Lesser known features of ClickHouse (opens in new tab)

(pradeepchhetri.xyz)

158 pointspradeepchhetri4y ago33 comments

33 comments

28 comments · 8 top-level

CSDude4y ago· 7 in thread

We have a use case for wide columnar data, used for mostly performance analytics. There are many types of events that share same columns, but mostly total unique columns are 20x of a typical events columns. My use case is filtering by some boolean logic and aggregating them. I use Elasticsearch with a mapping that does not tokenize text fields, (all strings are keyword type) and it works very well. I can add nodes as I want and adjust shards with ease with spot instances and make it cost effective.

I have not found a way/tool to replace this. Many of the tools fail at dynamic data with cardinality. Wanted to use Clickhouse like this, adding columns as they are discovered but it did not go well, but it has been a while. Also adding replicas is not as easy as Elasticsearch.

Does anyone have a similar use case implemented with Clickhouse when data is not known before hand and unfolds as time goes by?

niviksha4y ago

Thanks for sharing this. It is a very interesting problem that highlights some of the technical challenges of working with modern event data, which happens to 'prefer' being semi-structured (i.e JSON is the most natural serialization format while creating events).

It's also something we're working on! Shameless plug - I happen to work at Sneller (sneller.io, open source at https://github.com/SnellerInc/sneller) that might be interesting to you.

A couple of key ideas - first, we bypass the need for any sort of 'semi-structured to relational' ETL/ELT overhead by running vectorized SQL on a (compressed) binary form of the JSON data which preserves its original structure. So we're schema-on-read first and foremost - you don't need to worry about adding new fields in the source JSON as long as your queries know of these new fields.

Second, we completely separate storage from compute. Unlike CH we don't use local disk as any sort of storage tier, and use cloud object stores as our _primary_ storage tier. So all your data (including the compressed binary version of your source JSON) lives in s3 buckets in your control.

Feel free to check us out and let us know what you think!

1. Github - https://github.com/SnellerInc/sneller

2. Intro blog - https://github.com/SnellerInc/blogs/blob/main/introducing-sn...

LunaSea4y ago

I think you should give PostgreSQL's intarray extension a try, especially using the "@@" QUERY_INT boolean logic queries over GIN indexed columns.

gauravphoenix4y ago

We at Dassana[1] use clickhouse underneath and solve the exact same problem. Have a look and feel free to reach out to me if you have any questions. You can find more details on my ShowHN post[2].

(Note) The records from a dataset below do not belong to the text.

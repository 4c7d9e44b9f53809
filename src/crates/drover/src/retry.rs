//! Retry policy for sink sends
//!
//! Linear capped backoff: each failed attempt waits one more base delay
//! than the last, up to a fixed ceiling.

use crate::config::RetryConfig;
use std::time::Duration;

/// Attempt budget and backoff schedule for a single record send
#[derive(Debug, Clone)]
pub struct RetryPolicy {
    /// Total send attempts per record
    pub max_retries: u32,

    /// Base backoff delay in milliseconds
    pub backoff_ms: u64,

    /// Upper bound on the backoff delay in milliseconds
    pub backoff_cap_ms: u64,

    /// How long to wait for the sink's acknowledgment per attempt
    pub ack_timeout: Duration,
}

impl RetryPolicy {
    /// Create a new retry policy
    pub fn new(max_retries: u32, backoff_ms: u64, backoff_cap_ms: u64, ack_timeout_secs: u64) -> Self {
        Self {
            max_retries,
            backoff_ms,
            backoff_cap_ms,
            ack_timeout: Duration::from_secs(ack_timeout_secs),
        }
    }

    /// Calculate the delay after a given failed attempt (1-indexed)
    pub fn delay_for(&self, attempt: u32) -> Duration {
        let delay_ms = self.backoff_ms.saturating_mul(attempt as u64);
        Duration::from_millis(delay_ms.min(self.backoff_cap_ms))
    }
}

impl Default for RetryPolicy {
    fn default() -> Self {
        Self::from(&RetryConfig::default())
    }
}

impl From<&RetryConfig> for RetryPolicy {
    fn from(config: &RetryConfig) -> Self {
        Self::new(
            config.max_retries,
            config.backoff_ms,
            config.backoff_cap_ms,
            config.ack_timeout_secs,
        )
    }
}

#[cfg(test)]
mod tests {
    use super::*;

    #[test]
    fn test_delay_grows_linearly() {
        let policy = RetryPolicy::new(5, 1_000, 10_000, 10);

        assert_eq!(policy.delay_for(1).as_millis(), 1_000);
        assert_eq!(policy.delay_for(2).as_millis(), 2_000);
        assert_eq!(policy.delay_for(3).as_millis(), 3_000);
        assert_eq!(policy.delay_for(4).as_millis(), 4_000);
    }

    #[test]
    fn test_delay_capped() {
        let policy = RetryPolicy::new(20, 1_000, 10_000, 10);

        assert_eq!(policy.delay_for(10).as_millis(), 10_000);
        assert_eq!(policy.delay_for(11).as_millis(), 10_000);
        assert_eq!(policy.delay_for(100).as_millis(), 10_000);
    }

    #[test]
    fn test_delay_cap_with_small_base() {
        let policy = RetryPolicy::new(10, 300, 1_000, 10);

        assert_eq!(policy.delay_for(1).as_millis(), 300);
        assert_eq!(policy.delay_for(3).as_millis(), 900);
        // 4 * 300 = 1200, capped at 1000
        assert_eq!(policy.delay_for(4).as_millis(), 1_000);
    }

    #[test]
    fn test_delay_survives_huge_attempt_numbers() {
        let policy = RetryPolicy::new(5, u64::MAX / 2, 10_000, 10);
        assert_eq!(policy.delay_for(u32::MAX).as_millis(), 10_000);
    }

    #[test]
    fn test_from_config() {
        let config = RetryConfig {
            max_retries: 7,
            backoff_ms: 500,
            backoff_cap_ms: 2_000,
            ack_timeout_secs: 3,
        };

        let policy = RetryPolicy::from(&config);
        assert_eq!(policy.max_retries, 7);
        assert_eq!(policy.delay_for(1).as_millis(), 500);
        assert_eq!(policy.delay_for(5).as_millis(), 2_000);
        assert_eq!(policy.ack_timeout, Duration::from_secs(3));
    }

    #[test]
    fn test_default_matches_config_defaults() {
        let policy = RetryPolicy::default();
        assert_eq!(policy.max_retries, 5);
        assert_eq!(policy.delay_for(1).as_millis(), 1_000);
        assert_eq!(policy.ack_timeout, Duration::from_secs(10));
    }
}
use std::io;
use std::pin::Pin;
use std::sync::atomic::{AtomicU64, Ordering};
use std::sync::Arc;
use std::task::{Context, Poll};

use tokio::io::{AsyncRead, AsyncWrite, ReadBuf};

/// Byte-counting wrapper around a stream.
///
/// Counters are shared `AtomicU64`s so the owning connection can report
/// totals while the halves of the stream live on other tasks. With TLS the
/// wrapper sits above the TLS layer, so plaintext bytes are counted.
#[derive(Debug)]
pub(crate) struct CountedStream<S> {
    inner: S,
    received: Arc<AtomicU64>,
    sent: Arc<AtomicU64>,
}

impl<S> CountedStream<S> {
    pub(crate) fn new(inner: S, received: Arc<AtomicU64>, sent: Arc<AtomicU64>) -> Self {
        CountedStream {
            inner,
            received,
            sent,
        }
    }
}

impl<S: AsyncRead + Unpin> AsyncRead for CountedStream<S> {
    fn poll_read(
        self: Pin<&mut Self>,
        cx: &mut Context<'_>,
        buf: &mut ReadBuf<'_>,
    ) -> Poll<io::Result<()>> {
        let this = self.get_mut();
        let before = buf.filled().len();
        match Pin::new(&mut this.inner).poll_read(cx, buf) {
            Poll::Ready(Ok(())) => {
                let n = buf.filled().len() - before;
                this.received.fetch_add(n as u64, Ordering::Relaxed);
                Poll::Ready(Ok(()))
            }
            other => other,
        }
    }
}

impl<S: AsyncWrite + Unpin> AsyncWrite for CountedStream<S> {
    fn poll_write(
        self: Pin<&mut Self>,
        cx: &mut Context<'_>,
        buf: &[u8],
    ) -> Poll<io::Result<usize>> {
        let this = self.get_mut();
        match Pin::new(&mut this.inner).poll_write(cx, buf) {
            Poll::Ready(Ok(n)) => {
                this.sent.fetch_add(n as u64, Ordering::Relaxed);
                Poll::Ready(Ok(n))
            }
            other => other,
        }
    }

    fn poll_flush(self: Pin<&mut Self>, cx: &mut Context<'_>) -> Poll<io::Result<()>> {
        Pin::new(&mut self.get_mut().inner).poll_flush(cx)
    }

    fn poll_shutdown(self: Pin<&mut Self>, cx: &mut Context<'_>) -> Poll<io::Result<()>> {
        Pin::new(&mut self.get_mut().inner).poll_shutdown(cx)
    }
}
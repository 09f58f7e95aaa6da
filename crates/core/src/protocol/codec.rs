//! Wire framing for the RTSP control stream.
//!
//! One connection carries two interleaved kinds of traffic (RFC 2326 §10.12):
//!
//! - text messages (requests and responses), delimited by a blank line and
//!   an optional `Content-Length` body;
//! - binary interleaved frames, escaped by a `$` byte followed by a channel
//!   byte and a big-endian u16 payload length.
//!
//! [`RtspCodec`] discriminates on the first byte of each unit and yields a
//! [`Message`]. Any framing failure is fatal for the connection.

use bytes::{Buf, Bytes, BytesMut};
use tokio_util::codec::{Decoder, Encoder};

use crate::error::{ParseErrorKind, Result, RtspError};
use crate::protocol::{Request, Response};

/// Escape byte introducing an interleaved frame.
const INTERLEAVED_MAGIC: u8 = b'$';

/// Interleaved frame header: magic + channel + u16 length.
const INTERLEAVED_HEADER_LEN: usize = 4;

/// Cap on the header section of a text message.
const MAX_HEADER_BYTES: usize = 4096;

/// Cap on `Content-Length` (SDP bodies are small; parameter bodies modest).
const MAX_BODY_BYTES: usize = 128 * 1024;

/// A binary media frame embedded in the control stream.
#[derive(Debug, Clone, PartialEq, Eq)]
pub struct InterleavedFrame {
    pub channel: u8,
    pub payload: Bytes,
}

/// One framed unit read from the connection.
#[derive(Debug)]
pub enum Message {
    Request(Request),
    Response(Response),
    Interleaved(InterleavedFrame),
}

/// Tokio codec producing [`Message`]s and serializing [`Response`]s.
#[derive(Debug, Default)]
pub struct RtspCodec;

impl Decoder for RtspCodec {
    type Item = Message;
    type Error = RtspError;

    fn decode(&mut self, src: &mut BytesMut) -> Result<Option<Message>> {
        if src.is_empty() {
            return Ok(None);
        }
        if src[0] == INTERLEAVED_MAGIC {
            decode_interleaved(src)
        } else {
            decode_text(src)
        }
    }
}

impl Encoder<Response> for RtspCodec {
    type Error = RtspError;

    fn encode(&mut self, res: Response, dst: &mut BytesMut) -> Result<()> {
        dst.extend_from_slice(&res.serialize());
        Ok(())
    }
}

fn decode_interleaved(src: &mut BytesMut) -> Result<Option<Message>> {
    if src.len() < INTERLEAVED_HEADER_LEN {
        return Ok(None);
    }
    let channel = src[1];
    let len = u16::from_be_bytes([src[2], src[3]]) as usize;
    if src.len() < INTERLEAVED_HEADER_LEN + len {
        src.reserve(INTERLEAVED_HEADER_LEN + len - src.len());
        return Ok(None);
    }
    src.advance(INTERLEAVED_HEADER_LEN);
    let payload = src.split_to(len).freeze();
    Ok(Some(Message::Interleaved(InterleavedFrame {
        channel,
        payload,
    })))
}

fn decode_text(src: &mut BytesMut) -> Result<Option<Message>> {
    let head_len = match find_blank_line(src) {
        Some(pos) => pos,
        None if src.len() > MAX_HEADER_BYTES => {
            return Err(RtspError::Parse {
                kind: ParseErrorKind::HeaderSectionTooLarge,
            });
        }
        None => return Ok(None),
    };
    if head_len > MAX_HEADER_BYTES {
        return Err(RtspError::Parse {
            kind: ParseErrorKind::HeaderSectionTooLarge,
        });
    }

    let head = std::str::from_utf8(&src[..head_len]).map_err(|_| RtspError::Parse {
        kind: ParseErrorKind::InvalidEncoding,
    })?;

    let body_len = content_length(head)?;
    if body_len > MAX_BODY_BYTES {
        return Err(RtspError::Parse {
            kind: ParseErrorKind::BodyTooLarge,
        });
    }

    let total = head_len + 4 + body_len;
    if src.len() < total {
        src.reserve(total - src.len());
        return Ok(None);
    }

    let head_bytes = src.split_to(head_len);
    src.advance(4);
    let body = src.split_to(body_len).freeze();

    // Validated as UTF-8 above.
    let head = std::str::from_utf8(&head_bytes).map_err(|_| RtspError::Parse {
        kind: ParseErrorKind::InvalidEncoding,
    })?;

    if head.starts_with("RTSP/") {
        Ok(Some(Message::Response(Response::parse(head, body)?)))
    } else {
        Ok(Some(Message::Request(Request::parse(head, body)?)))
    }
}

/// Position of the `\r\n\r\n` header terminator, i.e. the header length.
fn find_blank_line(buf: &[u8]) -> Option<usize> {
    buf.windows(4).position(|w| w == b"\r\n\r\n")
}

/// Extract `Content-Length` from a raw header section. Zero when absent.
fn content_length(head: &str) -> Result<usize> {
    for line in head.lines().skip(1) {
        if let Some(colon) = line.find(':') {
            if line[..colon].trim().eq_ignore_ascii_case("content-length") {
                return line[colon + 1..].trim().parse().map_err(|_| RtspError::Parse {
                    kind: ParseErrorKind::InvalidContentLength,
                });
            }
        }
    }
    Ok(0)
}
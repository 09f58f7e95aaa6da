use crate::protocol::sdp::StreamDescription;

/// A source stream offered to clients, returned by the DESCRIBE handler.
///
/// Wraps the application's [`StreamDescription`]. The server marshals a
/// server-side view of it (controls normalized to `trackID=<i>`, multicast
/// connection address when the `vlcmulticast` query asks for it) into the
/// DESCRIBE response body.
#[derive(Debug)]
pub struct ServerStream {
    description: StreamDescription,
}

impl ServerStream {
    pub fn new(description: StreamDescription) -> Self {
        ServerStream { description }
    }

    pub fn description(&self) -> &StreamDescription {
        &self.description
    }
}
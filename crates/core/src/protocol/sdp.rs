//! SDP (Session Description Protocol) generation (RFC 4566 / RFC 8866).
//!
//! Produces the SDP body returned by DESCRIBE responses. The format:
//!
//! ```text
//! v=0                                          ← protocol version
//! o=- 0 0 IN IP4 127.0.0.1                     ← origin
//! s=<session-name>                              ← session name
//! c=IN IP4 0.0.0.0                              ← connection address
//! t=0 0                                         ← timing (live stream)
//! m=video 0 RTP/AVP 96                          ← media description
//! a=rtpmap:96 H264/90000                        ← codec/clock rate
//! a=fmtp:96 packetization-mode=1                ← codec parameters
//! a=control:trackID=0                           ← track control URL
//! ```
//!
//! Control attributes are always rewritten server-side to `trackID=<index>`
//! so that clients which assume numeric track IDs (e.g. the Grandstream
//! GXV3500) can address tracks; whatever the application supplied is
//! discarded. A multicast marshal variant substitutes the connection
//! address, which makes VLC switch to multicast reception.

use std::fmt;
use std::net::Ipv4Addr;

/// Top-level media kind for the `m=` line.
#[derive(Debug, Clone, Copy, PartialEq, Eq)]
pub enum MediaKind {
    Video,
    Audio,
    Application,
}

impl fmt::Display for MediaKind {
    fn fmt(&self, f: &mut fmt::Formatter<'_>) -> fmt::Result {
        match self {
            MediaKind::Video => write!(f, "video"),
            MediaKind::Audio => write!(f, "audio"),
            MediaKind::Application => write!(f, "application"),
        }
    }
}

/// One payload format of a media (RFC 4566 §6: rtpmap / fmtp attributes).
#[derive(Debug, Clone)]
pub struct MediaFormat {
    /// RTP payload type (dynamic range is 96-127).
    pub payload_type: u8,
    /// `a=rtpmap` value without the payload type, e.g. `H264/90000`.
    pub rtpmap: Option<String>,
    /// `a=fmtp` value without the payload type, e.g. `packetization-mode=1`.
    pub fmtp: Option<String>,
}

/// One track within a stream description.
#[derive(Debug, Clone)]
pub struct MediaDescription {
    pub kind: MediaKind,
    /// Application-supplied control value. Replaced server-side with
    /// `trackID=<index>` before marshaling.
    pub control: String,
    pub formats: Vec<MediaFormat>,
}

/// A complete stream description, returned by the DESCRIBE handler via
/// [`ServerStream`](crate::ServerStream).
#[derive(Debug, Clone)]
pub struct StreamDescription {
    /// SDP session name (`s=` line).
    pub title: String,
    pub medias: Vec<MediaDescription>,
    /// Forward-error-correction groupings (RFC 8854), each a list of media
    /// identifiers, marshaled as `a=group:FEC-FR` lines.
    pub fec_groups: Vec<Vec<String>>,
}

impl StreamDescription {
    pub fn new(title: &str, medias: Vec<MediaDescription>) -> Self {
        StreamDescription {
            title: title.to_string(),
            medias,
            fec_groups: Vec::new(),
        }
    }

    /// Marshal to SDP text. `multicast` substitutes the connection address
    /// with the given multicast address (TTL 127).
    pub(crate) fn marshal(&self, multicast: Option<Ipv4Addr>) -> String {
        let mut sdp: Vec<String> = Vec::new();

        sdp.push("v=0".to_string());
        sdp.push("o=- 0 0 IN IP4 127.0.0.1".to_string());
        sdp.push(format!(
            "s={}",
            if self.title.is_empty() { "Stream" } else { &self.title }
        ));
        match multicast {
            Some(addr) => sdp.push(format!("c=IN IP4 {}/127", addr)),
            None => sdp.push("c=IN IP4 0.0.0.0".to_string()),
        }
        sdp.push("t=0 0".to_string());
        for group in &self.fec_groups {
            sdp.push(format!("a=group:FEC-FR {}", group.join(" ")));
        }

        for media in &self.medias {
            let payload_types: Vec<String> = media
                .formats
                .iter()
                .map(|f| f.payload_type.to_string())
                .collect();
            sdp.push(format!(
                "m={} 0 RTP/AVP {}",
                media.kind,
                payload_types.join(" ")
            ));
            for format in &media.formats {
                if let Some(rtpmap) = &format.rtpmap {
                    sdp.push(format!("a=rtpmap:{} {}", format.payload_type, rtpmap));
                }
                if let Some(fmtp) = &format.fmtp {
                    sdp.push(format!("a=fmtp:{} {}", format.payload_type, fmtp));
                }
            }
            sdp.push(format!("a=control:{}", media.control));
        }

        format!("{}\r\n", sdp.join("\r\n"))
    }
}

/// Clone a description with every control attribute normalized to
/// `trackID=<index>`, irrespective of what the application described.
pub(crate) fn server_side_description(desc: &StreamDescription) -> StreamDescription {
    StreamDescription {
        title: desc.title.clone(),
        fec_groups: desc.fec_groups.clone(),
        medias: desc
            .medias
            .iter()
            .enumerate()
            .map(|(i, media)| MediaDescription {
                kind: media.kind,
                control: format!("trackID={}", i),
                formats: media.formats.clone(),
            })
            .collect(),
    }
}

/// First host address of a `a.b.c.d/len` multicast range, used as the
/// advertised multicast connection address.
pub(crate) fn multicast_base(range: &str) -> Option<Ipv4Addr> {
    let (addr, len) = range.split_once('/')?;
    let addr: Ipv4Addr = addr.trim().parse().ok()?;
    let len: u32 = len.trim().parse().ok()?;
    if len > 32 || !addr.is_multicast() {
        return None;
    }
    let mask = if len == 0 { 0 } else { u32::MAX << (32 - len) };
    let network = u32::from(addr) & mask;
    let first = if len >= 31 { network } else { network + 1 };
    Some(Ipv4Addr::from(first))
}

[1] https://lake.dassana.io

[2] https://news.ycombinator.com/item?id=31111432

datalopers4y ago

CH approach: Load the dynamic data into a JSON field and use materialized columns when needed for performance beyond calling JSONExtract().

gauravphoenix4y ago

the "Object" data type works very well and is quite performant. But do note that if you have lots of "schemas" you will need to create multiple such columns that represent such columns e.g. one column each for GitHub,GitLab etc.

2 more replies

nijave4y ago

Uber has a blog post about using a hybrid static column/array approach for log files that might be similar to your use case (they replaced Elasticsearch installations) https://eng.uber.com/logging/

pqyzwbq4y ago

you may check: https://github.com/jitsucom/jitsu. "Jitsu is an open-source Segment alternative. Fully-scriptable data ingestion engine for modern data teams. Set-up a real-time data pipeline in minutes, not days"

You can create an API endpoint, and send those JSON to it. In the "destination" part, it can sync to clickhouse (one of many choices, like redshift, snowflake,besides clickhouse) very quickly, and flatten the JSON into columns. If there is new key found in JSON, it will create a new column in clickhouse.

zX41ZdbW4y ago· 4 in thread

I recommend to write a follow-up with the topics:

1. clickhouse-git-import tool, what is it and how to use it. 2. ClickHouse as a monitoring agent with the system.asynchronous_log table. 3. Hosting static MergeTree tables on any web server.

pradeepchhetriOP4y ago

Thank you for your response and going through the blog. I am curious about how to implement

2. ClickHouse as a monitoring agent with the system.asynchronous_log table.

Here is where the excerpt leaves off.